Using the data below, output the first line and every line after it up to and including the line containing "by running every", exactly as written and with nothing added.

** Extracted material **
***

use serde::{Deserialize, Serialize};
use validator::Validate;

use crate::models::QueueEntry;

/// Join the queue
#[derive(Debug, Clone, Serialize, Deserialize, Validate)]
#[serde(rename_all = "camelCase")]
pub struct EnqueueRequest {
    #[validate(length(min = 1, max = 100, message = "Customer name must be between 1 and 100 characters"))]
    pub customer_name: String,

    #[validate(length(min = 1, max = 100, message = "Service type must be between 1 and 100 characters"))]
    pub service_type: String,
}

/// Queue entry plus its current wait estimate
#[derive(Debug, Clone, Serialize, Deserialize)]
#[serde(rename_all = "camelCase")]
pub struct QueueEntryResponse {
    #[serde(flatten)]
    pub entry: QueueEntry,
    /// Heuristic, only present while the entry is waiting
    #[serde(skip_serializing_if = "Option::is_none")]
    pub estimated_wait_minutes: Option<u32>,
}

#[derive(Debug, Clone, Copy, PartialEq, Eq, Serialize, Deserialize)]
#[serde(rename_all = "camelCase")]
pub struct QueueStatsResponse {
    pub queue_size: u64,
    /// Estimated wait in minutes for someone joining now
    pub estimated_wait_time: u32,
}

#[derive(Debug, Clone, Deserialize)]
#[serde(rename_all = "camelCase")]
pub struct CallNextQuery {
    pub barber_id: String,
}
//! Persistence seam for queue entries and barbers.
//!
//! Backends only promise per-record consistency. Multi-record invariants
//! (dense positions, one entry per chair) are held by running every
//! read-modify-write under the [`ShopStore`] lock.

pub mod memory;
pub mod postgres;
pub mod retry;

use std::sync::Arc;

use async_trait::async_trait;
use tokio::sync::{Mutex, MutexGuard};

use crate::interceptors::AppResult;
use crate::models::{Barber, BarberStatus, QueueEntry, QueueStatus};

pub use memory::{MemoryBarberStore, MemoryQueueEntryStore};
pub use postgres::{PgBarberStore, PgQueueEntryStore};
pub use retry::RetryPolicy;

/// Storage for queue entries
#[cfg_attr(test, mockall::automock)]
#[async_trait]
pub trait QueueEntryStore: Send + Sync {
    async fn insert(&self, entry: &QueueEntry) -> AppResult<()>;

    async fn find_by_id(&self, id: &str) -> AppResult<Option<QueueEntry>>;

    async fn update(&self, entry: &QueueEntry) -> AppResult<()>;

    /// Returns false when nothing was deleted
    async fn delete(&self, id: &str) -> AppResult<bool>;

    /// Entries with the given status, ordered by position ascending (ties by join time)
    async fn find_by_status(&self, status: QueueStatus) -> AppResult<Vec<QueueEntry>>;

    async fn count_by_status(&self, status: QueueStatus) -> AppResult<u64>;
}

/// Storage for barbers
#[cfg_attr(test, mockall::automock)]
#[async_trait]
pub trait BarberStore: Send + Sync {
    async fn insert(&self, barber: &Barber) -> AppResult<()>;

    async fn find_by_id(&self, id: &str) -> AppResult<Option<Barber>>;

    /// All barbers ordered by chair number
    async fn find_all(&self) -> AppResult<Vec<Barber>>;

    async fn update(&self, barber: &Barber) -> AppResult<()>;

    async fn delete(&self, id: &str) -> AppResult<bool>;

    async fn find_by_status(&self, status: BarberStatus) -> AppResult<Vec<Barber>>;

    async fn count_all(&self) -> AppResult<u64>;

    async fn count_by_status(&self, status: BarberStatus) -> AppResult<u64>;
}

/// Proof that the shop-wide lock is held.
///
/// Methods taking `&StoreGuard` expect to run inside the caller's critical section.
pub struct StoreGuard<'a> {
    _guard: MutexGuard<'a, ()>,
}

/// The single shared store, built once at startup and cloned into every component
#[derive(Clone)]
pub struct ShopStore {
    entries: Arc<dyn QueueEntryStore>,
    barbers: Arc<dyn BarberStore>,
    lock: Arc<Mutex<()>>,
}

impl ShopStore {
    pub fn new(entries: Arc<dyn QueueEntryStore>, barbers: Arc<dyn BarberStore>) -> Self {
        Self {
            entries,
            barbers,
            lock: Arc::new(Mutex::new(())),
        }
    }

    /// In-memory store for development and tests
    pub fn in_memory() -> Self {
        Self::new(
            Arc::new(MemoryQueueEntryStore::new()),
            Arc::new(MemoryBarberStore::new()),
        )
    }

    /// Serialize against every other queue or barber mutation
    pub async fn lock(&self) -> StoreGuard<'_> {
        StoreGuard {
            _guard: self.lock.lock().await,
        }
    }

    pub fn entries(&self) -> &dyn QueueEntryStore {
        self.entries.as_ref()
    }

    pub fn barbers(&self) -> &dyn BarberStore {
        self.barbers.as_ref()
    }
}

***

** Solution to this task **
use serde::{Deserialize, Serialize};
use validator::Validate;

use crate::models::QueueEntry;

/// Join the queue
#[derive(Debug, Clone, Serialize, Deserialize, Validate)]
#[serde(rename_all = "camelCase")]
pub struct EnqueueRequest {
    #[validate(length(min = 1, max = 100, message = "Customer name must be between 1 and 100 characters"))]
    pub customer_name: String,

    #[validate(length(min = 1, max = 100, message = "Service type must be between 1 and 100 characters"))]
    pub service_type: String,
}

/// Queue entry plus its current wait estimate
#[derive(Debug, Clone, Serialize, Deserialize)]
#[serde(rename_all = "camelCase")]
pub struct QueueEntryResponse {
    #[serde(flatten)]
    pub entry: QueueEntry,
    /// Heuristic, only present while the entry is waiting
    #[serde(skip_serializing_if = "Option::is_none")]
    pub estimated_wait_minutes: Option<u32>,
}

#[derive(Debug, Clone, Copy, PartialEq, Eq, Serialize, Deserialize)]
#[serde(rename_all = "camelCase")]
pub struct QueueStatsResponse {
    pub queue_size: u64,
    /// Estimated wait in minutes for someone joining now
    pub estimated_wait_time: u32,
}

#[derive(Debug, Clone, Deserialize)]
#[serde(rename_all = "camelCase")]
pub struct CallNextQuery {
    pub barber_id: String,
}
//! Persistence seam for queue entries and barbers.
//!
//! Backends only promise per-record consistency. Multi-record invariants
//! (dense positions, one entry per chair) are held by running every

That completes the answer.